— Exercise —
Exactly reproduce the line containing "-> Result<Option<String>, PersistError>;" together with every line after it, through the end of the entries, and give nothing more.

Records drawn from a dataset:

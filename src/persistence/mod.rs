//! Key/value persistence for the high score and settings
//!
//! Backends:
//! - `LocalStore`: browser LocalStorage (wasm32)
//! - `FileStore`: one file per key in a directory (native)
//! - `MemoryStore`: in-process map (tests, headless runs)

use std::collections::HashMap;

use thiserror::Error;

#[cfg(not(target_arch = "wasm32"))]
mod file;
#[cfg(target_arch = "wasm32")]
mod local;

#[cfg(not(target_arch = "wasm32"))]
pub use file::FileStore;
#[cfg(target_arch = "wasm32")]
pub use local::LocalStore;

#[derive(Debug, Error)]
pub enum PersistError {
    #[error("storage I/O failed: {0}")]
    Io(#[from] std::io::Error),
    #[error("malformed stored value: {0}")]
    Json(#[from] serde_json::Error),
    #[error("storage backend unavailable")]
    Unavailable,
}

/// A string key/value store
pub trait Store {
    fn get_item(&self, key: &str) -> Result<Option<String>, PersistError>;
    fn set_item(&mut self, key: &str, value: &str) -> Result<(), PersistError>;
}

#[derive(Debug, Clone, Default)]
pub struct MemoryStore {
    items: HashMap<String, String>,
}

impl MemoryStore {
    pub fn new() -> Self {
        Self::default()
    }
}

impl Store for MemoryStore {
    fn get_item(&self, key: &str) -> Result<Option<String>, PersistError> {
        Ok(self.items.get(key).cloned())
    }

    fn set_item(&mut self, key: &str, value: &str) -> Result<(), PersistError> {
        self.items.insert(key.to_string(), value.to_string());
        Ok(())
    }
}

— Task output —
    fn get_item(&self, key: &str) -> Result<Option<String>, PersistError>;
    fn set_item(&mut self, key: &str, value: &str) -> Result<(), PersistError>;
}

#[derive(Debug, Clone, Default)]
pub struct MemoryStore {
    items: HashMap<String, String>,
}

impl MemoryStore {
    pub fn new() -> Self {
        Self::default()
    }
}

impl Store for MemoryStore {
    fn get_item(&self, key: &str) -> Result<Option<String>, PersistError> {
        Ok(self.items.get(key).cloned())
    }

    fn set_item(&mut self, key: &str, value: &str) -> Result<(), PersistError> {
        self.items.insert(key.to_string(), value.to_string());
        Ok(())
    }
}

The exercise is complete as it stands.